- _What you are asked to do_: Copy out all lines of the records in which the word "Some" appears.
═══ Extracted material ═══
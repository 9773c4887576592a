//! Free-space attenuation with wall and floor losses.
//!
//! Each router is first reduced to the constant part of the Friis
//! transmission equation. Every signal-bearing pixel then accumulates, per
//! router:
//! - a flat penalty for each floor slab between pixel and router
//! - the free-space loss over the pixel-to-router distance
//! - the material damping of every wall the direct ray crosses
//!
//! and keeps the smallest total.
//!
//! Pixels are independent of each other, so the grid is evaluated as a
//! parallel map with rayon and gathered back in index order.

use rayon::prelude::*;

use super::AttenuationAlgorithm;
use crate::config::{EngineConfig, GridLayout};
use crate::geometry::{Point, Segment};
use crate::materials::{Band, damping_for, is_structural_color};
use crate::plan::{FloorPlan, Router, Wall};

/// A router reduced to its free-space propagation constant.
#[derive(Debug, Clone, Copy, PartialEq)]
pub struct RouterCoefficient {
    /// `coef * receiver_coef * (lambda / 4pi)^2`
    pub propagation: f64,
    pub band: Band,
    pub position: Point,
}

/// Precompute the Friis constant for every router, preserving order.
///
/// The wavelength in meters is `3 / (f_GHz * 10)`.
pub fn precompute_routers(routers: &[Router], receiver_coef: f64) -> Vec<RouterCoefficient> {
    routers
        .iter()
        .map(|router| {
            let wavelength = 3.0 / (router.band.ghz() * 10.0);
            let propagation = router.coef * receiver_coef * wavelength.powi(2)
                / (16.0 * std::f64::consts::PI.powi(2));
            RouterCoefficient {
                propagation,
                band: router.band,
                position: router.position,
            }
        })
        .collect()
}

/// Friis free-space attenuation evaluator.
#[derive(Debug, Clone, Default)]
pub struct Friis {
    pub layout: GridLayout,
    /// Evaluate pixels on the rayon pool
    pub parallel: bool,
}

impl Friis {
    pub fn new(config: EngineConfig) -> Self {
        Friis {
            layout: config.layout,
            parallel: config.parallel,
        }
    }

    /// Damping in whole dB of one router's signal at `pixel`.
    pub fn router_damping(
        &self,
        pixel: Point,
        router: &RouterCoefficient,
        walls: &[Wall],
        wall_scale: f64,
        multi_floor: bool,
    ) -> f64 {
        let mut damping = 0.0;
        let mut router_y = router.position.y;

        if multi_floor {
            let rows = i64::try_from(self.layout.floor_rows.max(1)).unwrap_or(i64::MAX);
            let floors_apart = pixel.y.div_euclid(rows).saturating_sub(router.position.y.div_euclid(rows));
            let stride = i64::try_from(self.layout.floor_stride).unwrap_or(i64::MAX);
            router_y = router_y.saturating_add(floors_apart.saturating_mul(stride));
            damping += self.layout.floor_penalty_db * floors_apart.unsigned_abs() as f64;
        }
        let source = Point::new(router.position.x, router_y);

        let dx = pixel.x as f64 - source.x as f64;
        let dy = pixel.y as f64 - source.y as f64;
        let distance = ((dx * dx + dy * dy).sqrt() * wall_scale / 100.0).max(self.layout.min_distance);
        damping += 10.0 * (router.propagation / (distance * distance)).log10().abs();

        let ray = Segment::new(pixel, source);
        for wall in walls {
            if ray.intersects(&wall.segment) {
                damping += damping_for(router.band, wall.material).resolve(wall.thickness);
            }
        }

        damping.round()
    }

    /// Damping of the strongest router at pixel `index`, `None` for structure.
    pub fn pixel_damping(
        &self,
        index: usize,
        color: &str,
        routers: &[RouterCoefficient],
        walls: &[Wall],
        wall_scale: f64,
        multi_floor: bool,
    ) -> Option<f64> {
        if is_structural_color(color) {
            return None;
        }

        let width = self.layout.width;
        let pixel = Point::new((index % width) as i64, (index / width) as i64);
        let strongest = routers
            .iter()
            .map(|router| self.router_damping(pixel, router, walls, wall_scale, multi_floor))
            .fold(f64::INFINITY, f64::min);

        Some(strongest)
    }
}

impl AttenuationAlgorithm for Friis {
    fn calculate(&self, plan: &FloorPlan) -> Vec<Option<f64>> {
        let routers = precompute_routers(&plan.routers, plan.receiver_coef);
        for (i, router) in routers.iter().enumerate() {
            log::debug!(
                "router {} at ({}, {}) {:?}: propagation coefficient {:e}",
                i,
                router.position.x,
                router.position.y,
                router.band,
                router.propagation
            );
        }

        // zero-length walls can never block a ray
        let walls: Vec<Wall> = plan
            .walls
            .iter()
            .filter(|wall| !wall.segment.is_degenerate())
            .copied()
            .collect();
        if walls.len() < plan.walls.len() {
            log::debug!("ignoring {} zero-length walls", plan.walls.len() - walls.len());
        }

        let multi_floor = self.layout.is_multi_floor(plan.pixels.len());
        let evaluate = |(i, color): (usize, &String)| {
            self.pixel_damping(i, color, &routers, &walls, plan.wall_scale, multi_floor)
        };

        if self.parallel {
            plan.pixels.par_iter().enumerate().map(evaluate).collect()
        } else {
            plan.pixels.iter().enumerate().map(evaluate).collect()
        }
    }
}
#[tokio::test]
async fn test_logout_during_exchange_discards_result() {
    let h = harness();
    let gate = h.http.gate("GET", "/auth/callback", 200, tokens_body("T", "R", 3600));

    let session = h.session.clone();
    let exchange = tokio::spawn(async move { session.exchange_callback("abc", "xyz").await });
    settle().await;

    h.session.logout().await;
    gate.notify_one();

    assert_eq!(exchange.await.unwrap(), Ok(()));
    assert_eq!(h.session.phase(), SessionPhase::Anonymous);
    assert_eq!(h.session.access_token(), None);
    assert!(h.http.requests_to("/me").is_empty());
}

#[tokio::test]
async fn test_superseded_exchange_is_not_an_error() {
    let h = harness();
    let mut events = h.events.subscribe();
    let slow = h.http.gate("GET", "/auth/callback", 200, tokens_body("T1", "R1", 3600));
    h.http.respond("GET", "/auth/callback", 200, tokens_body("T2", "R2", 3600));
    h.http.respond("GET", "/me", 200, profile_body(2, "second"));

    let session = h.session.clone();
    let first = tokio::spawn(async move { session.exchange_callback("c1", "s1").await });
    settle().await;
    h.session.exchange_callback("c2", "s2").await.unwrap();
    assert!(h.session.wait_until_settled().await.is_authenticated());

    slow.notify_one();

    assert_eq!(first.await.unwrap(), Ok(()));
    assert_eq!(h.session.access_token(), Some("T2".to_string()));
    assert_eq!(h.http.requests_to("/me").len(), 1);
    assert!(!drain(&mut events)
        .iter()
        .any(|e| matches!(e, CoreEvent::Auth(AuthEvent::AuthError { .. }))));
}

#[tokio::test]
async fn test_logout_clears_even_when_revoke_fails() {
    let h = harness();
    signed_in(&h).await;
    let mut events = h.events.subscribe();
    h.http.respond("POST", "/auth/logout", 500, serde_json::json!({}));

    h.session.logout().await;

    let snapshot = h.session.snapshot();
    assert_eq!(snapshot.phase(), SessionPhase::Anonymous);
    assert!(snapshot.user.is_none());
    assert!(!snapshot.auth_loading);

    let revoke = &h.http.requests_to("/auth/logout")[0];
    let body: serde_json::Value = serde_json::from_slice(revoke.body.as_ref().unwrap()).unwrap();
    assert_eq!(body, serde_json::json!({ "access_token": "T" }));

    assert_eq!(drain(&mut events), vec![CoreEvent::Auth(AuthEvent::SignedOut)]);
}

#[tokio::test]
async fn test_logout_survives_transport_failure() {
    let h = harness();
    signed_in(&h).await;
    h.http.push(
        "POST",
        "/auth/logout",
        Scripted::Fail(BridgeError::Timeout(Duration::from_secs(5))),
    );

    h.session.logout().await;

    assert_eq!(h.session.phase(), SessionPhase::Anonymous);
}

#[tokio::test]
async fn test_logout_when_anonymous_skips_revoke() {
    let h = harness();

    h.session.logout().await;

    assert!(h.http.requests().is_empty());
    assert_eq!(h.session.phase(), SessionPhase::Anonymous);
}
═══
- _Result for this exercise_:
        Some(strongest)
    assert_eq!(h.session.access_token(), Some("T2".to_string()));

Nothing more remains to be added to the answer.